⟨
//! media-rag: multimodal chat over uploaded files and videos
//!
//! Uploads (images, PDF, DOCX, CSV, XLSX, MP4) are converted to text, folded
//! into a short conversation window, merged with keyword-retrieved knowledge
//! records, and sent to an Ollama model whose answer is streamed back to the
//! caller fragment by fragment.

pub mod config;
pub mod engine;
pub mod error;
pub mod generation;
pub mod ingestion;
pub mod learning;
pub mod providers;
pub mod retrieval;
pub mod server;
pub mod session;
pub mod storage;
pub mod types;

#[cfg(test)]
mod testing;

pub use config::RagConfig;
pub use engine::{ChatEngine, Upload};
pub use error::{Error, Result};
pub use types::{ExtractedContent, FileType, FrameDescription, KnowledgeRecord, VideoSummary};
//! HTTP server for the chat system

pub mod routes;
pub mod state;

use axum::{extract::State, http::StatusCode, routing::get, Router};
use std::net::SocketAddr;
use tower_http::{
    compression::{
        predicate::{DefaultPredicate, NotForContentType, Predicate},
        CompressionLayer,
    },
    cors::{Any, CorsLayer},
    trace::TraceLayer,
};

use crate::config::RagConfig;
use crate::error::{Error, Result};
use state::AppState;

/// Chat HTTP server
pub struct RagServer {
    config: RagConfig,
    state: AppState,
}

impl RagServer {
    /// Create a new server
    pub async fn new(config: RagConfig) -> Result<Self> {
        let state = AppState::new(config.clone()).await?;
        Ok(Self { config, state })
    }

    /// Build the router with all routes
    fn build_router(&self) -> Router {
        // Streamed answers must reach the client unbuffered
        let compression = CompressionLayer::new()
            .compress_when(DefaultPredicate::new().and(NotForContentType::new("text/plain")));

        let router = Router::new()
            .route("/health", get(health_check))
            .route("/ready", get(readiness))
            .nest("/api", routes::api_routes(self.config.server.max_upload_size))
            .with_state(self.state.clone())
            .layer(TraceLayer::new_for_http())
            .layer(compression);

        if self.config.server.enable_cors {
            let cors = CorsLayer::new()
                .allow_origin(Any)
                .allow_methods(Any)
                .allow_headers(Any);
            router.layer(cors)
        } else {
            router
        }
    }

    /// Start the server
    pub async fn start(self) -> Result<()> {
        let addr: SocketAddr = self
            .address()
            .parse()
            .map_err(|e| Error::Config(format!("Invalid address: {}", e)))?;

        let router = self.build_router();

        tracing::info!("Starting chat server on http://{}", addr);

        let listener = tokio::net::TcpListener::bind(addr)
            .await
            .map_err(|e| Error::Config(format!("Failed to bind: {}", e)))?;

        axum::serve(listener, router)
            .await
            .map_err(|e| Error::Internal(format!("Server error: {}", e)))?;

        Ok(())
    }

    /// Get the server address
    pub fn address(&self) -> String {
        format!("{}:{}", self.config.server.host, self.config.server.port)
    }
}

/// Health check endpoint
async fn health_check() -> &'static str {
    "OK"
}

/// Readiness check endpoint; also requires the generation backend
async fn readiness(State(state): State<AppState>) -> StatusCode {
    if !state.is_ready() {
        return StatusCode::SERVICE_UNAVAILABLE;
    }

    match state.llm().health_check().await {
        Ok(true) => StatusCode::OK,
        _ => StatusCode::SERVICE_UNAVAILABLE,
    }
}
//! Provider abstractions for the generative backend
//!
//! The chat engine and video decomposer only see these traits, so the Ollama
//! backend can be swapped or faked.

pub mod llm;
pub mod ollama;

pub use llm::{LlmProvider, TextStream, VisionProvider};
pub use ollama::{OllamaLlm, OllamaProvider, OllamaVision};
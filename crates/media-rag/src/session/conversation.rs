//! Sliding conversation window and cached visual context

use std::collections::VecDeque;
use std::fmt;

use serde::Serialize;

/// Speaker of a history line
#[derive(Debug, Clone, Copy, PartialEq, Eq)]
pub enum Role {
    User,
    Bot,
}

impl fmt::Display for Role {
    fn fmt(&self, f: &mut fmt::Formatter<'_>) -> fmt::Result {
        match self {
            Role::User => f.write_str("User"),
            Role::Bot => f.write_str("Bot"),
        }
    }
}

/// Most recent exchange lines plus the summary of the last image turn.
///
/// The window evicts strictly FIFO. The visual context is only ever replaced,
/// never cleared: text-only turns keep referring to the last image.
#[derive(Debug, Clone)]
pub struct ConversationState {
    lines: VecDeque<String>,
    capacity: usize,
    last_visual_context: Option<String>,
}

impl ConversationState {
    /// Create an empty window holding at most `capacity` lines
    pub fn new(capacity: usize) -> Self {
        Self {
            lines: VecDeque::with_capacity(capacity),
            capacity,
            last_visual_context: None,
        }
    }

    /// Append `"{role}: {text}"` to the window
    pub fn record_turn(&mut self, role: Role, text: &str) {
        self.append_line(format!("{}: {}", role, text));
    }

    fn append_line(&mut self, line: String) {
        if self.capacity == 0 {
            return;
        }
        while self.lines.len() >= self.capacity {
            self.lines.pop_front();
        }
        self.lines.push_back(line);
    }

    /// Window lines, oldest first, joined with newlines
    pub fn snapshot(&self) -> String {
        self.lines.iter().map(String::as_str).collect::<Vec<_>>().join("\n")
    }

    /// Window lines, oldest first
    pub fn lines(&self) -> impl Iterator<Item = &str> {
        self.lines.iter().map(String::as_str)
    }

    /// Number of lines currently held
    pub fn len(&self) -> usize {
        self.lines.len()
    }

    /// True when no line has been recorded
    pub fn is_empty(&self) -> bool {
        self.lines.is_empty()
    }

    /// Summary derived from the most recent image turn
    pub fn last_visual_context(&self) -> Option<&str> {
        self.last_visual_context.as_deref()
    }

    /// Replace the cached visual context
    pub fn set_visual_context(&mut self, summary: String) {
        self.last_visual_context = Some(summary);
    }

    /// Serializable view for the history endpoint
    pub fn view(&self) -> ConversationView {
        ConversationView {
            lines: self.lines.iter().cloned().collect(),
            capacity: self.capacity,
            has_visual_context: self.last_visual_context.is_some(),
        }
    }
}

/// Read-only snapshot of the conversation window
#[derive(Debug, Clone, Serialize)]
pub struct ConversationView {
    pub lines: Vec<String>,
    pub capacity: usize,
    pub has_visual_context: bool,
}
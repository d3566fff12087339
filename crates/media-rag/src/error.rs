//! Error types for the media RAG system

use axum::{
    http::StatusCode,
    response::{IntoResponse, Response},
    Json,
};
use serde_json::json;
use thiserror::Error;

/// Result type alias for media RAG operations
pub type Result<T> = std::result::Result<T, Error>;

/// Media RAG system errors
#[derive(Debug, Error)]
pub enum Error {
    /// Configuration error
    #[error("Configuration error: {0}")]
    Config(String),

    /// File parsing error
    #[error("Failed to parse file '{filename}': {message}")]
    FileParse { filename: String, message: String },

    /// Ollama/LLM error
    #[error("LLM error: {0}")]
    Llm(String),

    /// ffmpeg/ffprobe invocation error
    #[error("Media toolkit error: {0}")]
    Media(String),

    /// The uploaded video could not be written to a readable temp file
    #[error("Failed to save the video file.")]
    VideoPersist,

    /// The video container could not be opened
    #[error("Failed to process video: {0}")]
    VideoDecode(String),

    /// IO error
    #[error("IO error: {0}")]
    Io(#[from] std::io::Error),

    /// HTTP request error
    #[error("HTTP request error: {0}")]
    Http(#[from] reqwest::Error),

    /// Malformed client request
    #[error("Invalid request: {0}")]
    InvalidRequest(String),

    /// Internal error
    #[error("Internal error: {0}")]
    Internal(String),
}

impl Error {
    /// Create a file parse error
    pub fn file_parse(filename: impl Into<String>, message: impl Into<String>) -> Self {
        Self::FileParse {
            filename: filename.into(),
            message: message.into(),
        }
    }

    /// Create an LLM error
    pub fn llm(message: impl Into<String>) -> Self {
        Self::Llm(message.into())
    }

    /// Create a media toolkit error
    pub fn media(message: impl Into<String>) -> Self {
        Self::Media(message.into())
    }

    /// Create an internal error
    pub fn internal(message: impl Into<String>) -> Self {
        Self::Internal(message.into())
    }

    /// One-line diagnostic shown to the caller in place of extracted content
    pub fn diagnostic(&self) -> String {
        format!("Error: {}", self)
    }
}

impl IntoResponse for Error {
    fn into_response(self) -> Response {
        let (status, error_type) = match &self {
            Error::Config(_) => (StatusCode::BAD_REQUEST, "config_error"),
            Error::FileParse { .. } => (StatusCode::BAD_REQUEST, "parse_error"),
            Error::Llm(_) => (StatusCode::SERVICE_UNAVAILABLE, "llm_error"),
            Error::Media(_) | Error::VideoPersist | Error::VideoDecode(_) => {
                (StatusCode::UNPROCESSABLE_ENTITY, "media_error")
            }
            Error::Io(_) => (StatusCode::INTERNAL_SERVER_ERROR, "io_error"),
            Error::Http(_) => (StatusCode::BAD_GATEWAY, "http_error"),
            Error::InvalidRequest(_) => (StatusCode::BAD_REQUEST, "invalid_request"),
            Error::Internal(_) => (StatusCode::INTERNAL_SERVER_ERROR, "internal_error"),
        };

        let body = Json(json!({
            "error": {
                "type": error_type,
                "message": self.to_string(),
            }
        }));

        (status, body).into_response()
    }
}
⟩
⟨
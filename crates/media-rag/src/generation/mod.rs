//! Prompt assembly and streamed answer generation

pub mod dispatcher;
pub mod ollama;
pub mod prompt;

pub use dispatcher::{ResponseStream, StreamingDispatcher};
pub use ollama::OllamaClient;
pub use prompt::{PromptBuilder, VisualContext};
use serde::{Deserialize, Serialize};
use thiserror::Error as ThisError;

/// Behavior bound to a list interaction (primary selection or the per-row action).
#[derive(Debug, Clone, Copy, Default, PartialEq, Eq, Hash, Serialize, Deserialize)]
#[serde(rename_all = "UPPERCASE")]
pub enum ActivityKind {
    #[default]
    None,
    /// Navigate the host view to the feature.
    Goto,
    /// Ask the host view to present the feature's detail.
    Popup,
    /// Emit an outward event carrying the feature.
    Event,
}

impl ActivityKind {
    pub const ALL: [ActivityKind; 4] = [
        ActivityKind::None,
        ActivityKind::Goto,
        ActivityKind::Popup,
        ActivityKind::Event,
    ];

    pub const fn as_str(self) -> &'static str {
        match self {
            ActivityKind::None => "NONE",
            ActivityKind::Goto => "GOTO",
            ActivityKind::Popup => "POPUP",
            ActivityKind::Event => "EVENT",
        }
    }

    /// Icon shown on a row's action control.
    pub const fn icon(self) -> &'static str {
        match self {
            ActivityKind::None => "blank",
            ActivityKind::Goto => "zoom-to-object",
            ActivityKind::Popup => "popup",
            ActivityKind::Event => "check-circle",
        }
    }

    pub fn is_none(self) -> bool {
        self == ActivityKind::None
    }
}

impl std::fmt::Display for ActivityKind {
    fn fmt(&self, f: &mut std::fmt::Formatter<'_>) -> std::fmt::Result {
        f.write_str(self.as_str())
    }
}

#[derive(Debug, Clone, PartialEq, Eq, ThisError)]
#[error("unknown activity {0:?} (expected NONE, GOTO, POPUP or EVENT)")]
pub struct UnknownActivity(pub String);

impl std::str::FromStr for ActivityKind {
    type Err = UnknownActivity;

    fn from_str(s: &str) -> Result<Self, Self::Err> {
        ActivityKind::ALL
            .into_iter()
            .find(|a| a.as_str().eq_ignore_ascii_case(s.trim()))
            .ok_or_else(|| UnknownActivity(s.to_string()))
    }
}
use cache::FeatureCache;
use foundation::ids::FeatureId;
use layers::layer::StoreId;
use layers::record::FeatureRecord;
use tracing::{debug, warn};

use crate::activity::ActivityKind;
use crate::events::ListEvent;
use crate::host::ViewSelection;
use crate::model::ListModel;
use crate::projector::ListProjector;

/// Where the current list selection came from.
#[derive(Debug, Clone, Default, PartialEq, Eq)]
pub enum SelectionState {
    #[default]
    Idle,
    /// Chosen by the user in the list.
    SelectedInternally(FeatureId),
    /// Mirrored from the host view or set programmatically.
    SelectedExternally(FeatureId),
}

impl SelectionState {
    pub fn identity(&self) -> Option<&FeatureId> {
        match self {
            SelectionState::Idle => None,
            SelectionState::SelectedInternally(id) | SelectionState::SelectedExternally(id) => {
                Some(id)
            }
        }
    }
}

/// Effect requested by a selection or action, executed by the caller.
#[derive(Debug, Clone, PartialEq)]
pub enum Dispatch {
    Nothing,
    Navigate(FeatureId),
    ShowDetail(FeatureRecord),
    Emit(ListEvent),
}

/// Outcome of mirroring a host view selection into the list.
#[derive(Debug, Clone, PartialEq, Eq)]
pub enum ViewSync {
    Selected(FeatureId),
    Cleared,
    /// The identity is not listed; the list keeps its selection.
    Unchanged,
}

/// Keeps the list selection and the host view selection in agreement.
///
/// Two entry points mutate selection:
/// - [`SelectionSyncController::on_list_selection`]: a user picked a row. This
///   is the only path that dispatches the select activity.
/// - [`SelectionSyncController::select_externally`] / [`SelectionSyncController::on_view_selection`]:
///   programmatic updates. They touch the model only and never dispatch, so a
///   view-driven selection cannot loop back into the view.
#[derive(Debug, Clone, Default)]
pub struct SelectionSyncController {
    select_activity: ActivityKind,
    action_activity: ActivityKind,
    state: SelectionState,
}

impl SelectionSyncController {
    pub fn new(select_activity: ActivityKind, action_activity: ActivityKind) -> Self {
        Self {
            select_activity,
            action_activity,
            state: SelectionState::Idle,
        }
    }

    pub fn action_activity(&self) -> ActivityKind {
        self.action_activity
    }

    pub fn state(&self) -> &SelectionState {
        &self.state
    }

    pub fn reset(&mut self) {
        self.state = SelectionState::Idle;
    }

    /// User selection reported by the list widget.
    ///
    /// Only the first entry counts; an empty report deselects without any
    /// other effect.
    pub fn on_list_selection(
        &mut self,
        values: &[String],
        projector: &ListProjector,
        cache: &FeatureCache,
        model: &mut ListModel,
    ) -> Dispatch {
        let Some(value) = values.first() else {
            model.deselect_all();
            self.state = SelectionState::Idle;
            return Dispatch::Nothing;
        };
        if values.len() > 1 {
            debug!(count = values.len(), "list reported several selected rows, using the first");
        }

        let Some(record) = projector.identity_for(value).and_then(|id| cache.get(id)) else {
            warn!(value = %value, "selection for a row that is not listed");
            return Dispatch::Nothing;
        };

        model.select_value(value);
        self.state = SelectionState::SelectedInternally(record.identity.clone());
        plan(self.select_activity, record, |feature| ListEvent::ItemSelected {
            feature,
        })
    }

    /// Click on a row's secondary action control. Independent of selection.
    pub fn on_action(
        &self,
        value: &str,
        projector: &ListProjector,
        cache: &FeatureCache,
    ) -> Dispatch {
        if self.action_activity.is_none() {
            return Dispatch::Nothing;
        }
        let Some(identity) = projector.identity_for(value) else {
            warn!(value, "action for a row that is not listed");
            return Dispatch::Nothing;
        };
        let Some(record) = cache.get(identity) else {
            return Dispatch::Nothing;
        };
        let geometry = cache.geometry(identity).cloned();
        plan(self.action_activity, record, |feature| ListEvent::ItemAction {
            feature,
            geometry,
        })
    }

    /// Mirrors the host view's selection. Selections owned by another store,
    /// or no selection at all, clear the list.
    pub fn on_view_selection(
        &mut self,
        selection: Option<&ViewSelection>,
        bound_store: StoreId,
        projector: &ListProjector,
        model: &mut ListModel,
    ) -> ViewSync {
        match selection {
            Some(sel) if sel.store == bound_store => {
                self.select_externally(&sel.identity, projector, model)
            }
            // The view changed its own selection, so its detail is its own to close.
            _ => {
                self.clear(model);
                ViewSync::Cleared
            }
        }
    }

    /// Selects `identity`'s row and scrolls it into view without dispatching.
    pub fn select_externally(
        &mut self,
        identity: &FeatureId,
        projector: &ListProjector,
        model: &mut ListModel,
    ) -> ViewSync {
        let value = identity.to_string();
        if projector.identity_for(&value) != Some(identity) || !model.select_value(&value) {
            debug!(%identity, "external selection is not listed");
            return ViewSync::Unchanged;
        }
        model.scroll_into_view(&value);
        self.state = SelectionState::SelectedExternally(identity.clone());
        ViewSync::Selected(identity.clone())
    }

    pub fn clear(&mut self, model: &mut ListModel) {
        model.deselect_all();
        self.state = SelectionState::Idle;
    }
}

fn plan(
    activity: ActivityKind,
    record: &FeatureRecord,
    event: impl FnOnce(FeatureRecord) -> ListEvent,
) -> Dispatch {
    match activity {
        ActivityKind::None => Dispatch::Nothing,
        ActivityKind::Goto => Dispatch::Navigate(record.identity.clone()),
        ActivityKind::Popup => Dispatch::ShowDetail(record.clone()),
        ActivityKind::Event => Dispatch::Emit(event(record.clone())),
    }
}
⟩
Work item
Please give again the lines above between the line holding "files and videos" and the line holding "pub mod learning;", inclusive, exactly as they are and with nothing added.

Written solution
//! media-rag: multimodal chat over uploaded files and videos
//!
//! Uploads (images, PDF, DOCX, CSV, XLSX, MP4) are converted to text, folded
//! into a short conversation window, merged with keyword-retrieved knowledge
//! records, and sent to an Ollama model whose answer is streamed back to the
//! caller fragment by fragment.

pub mod config;
pub mod engine;
pub mod error;
pub mod generation;
pub mod ingestion;
pub mod learning;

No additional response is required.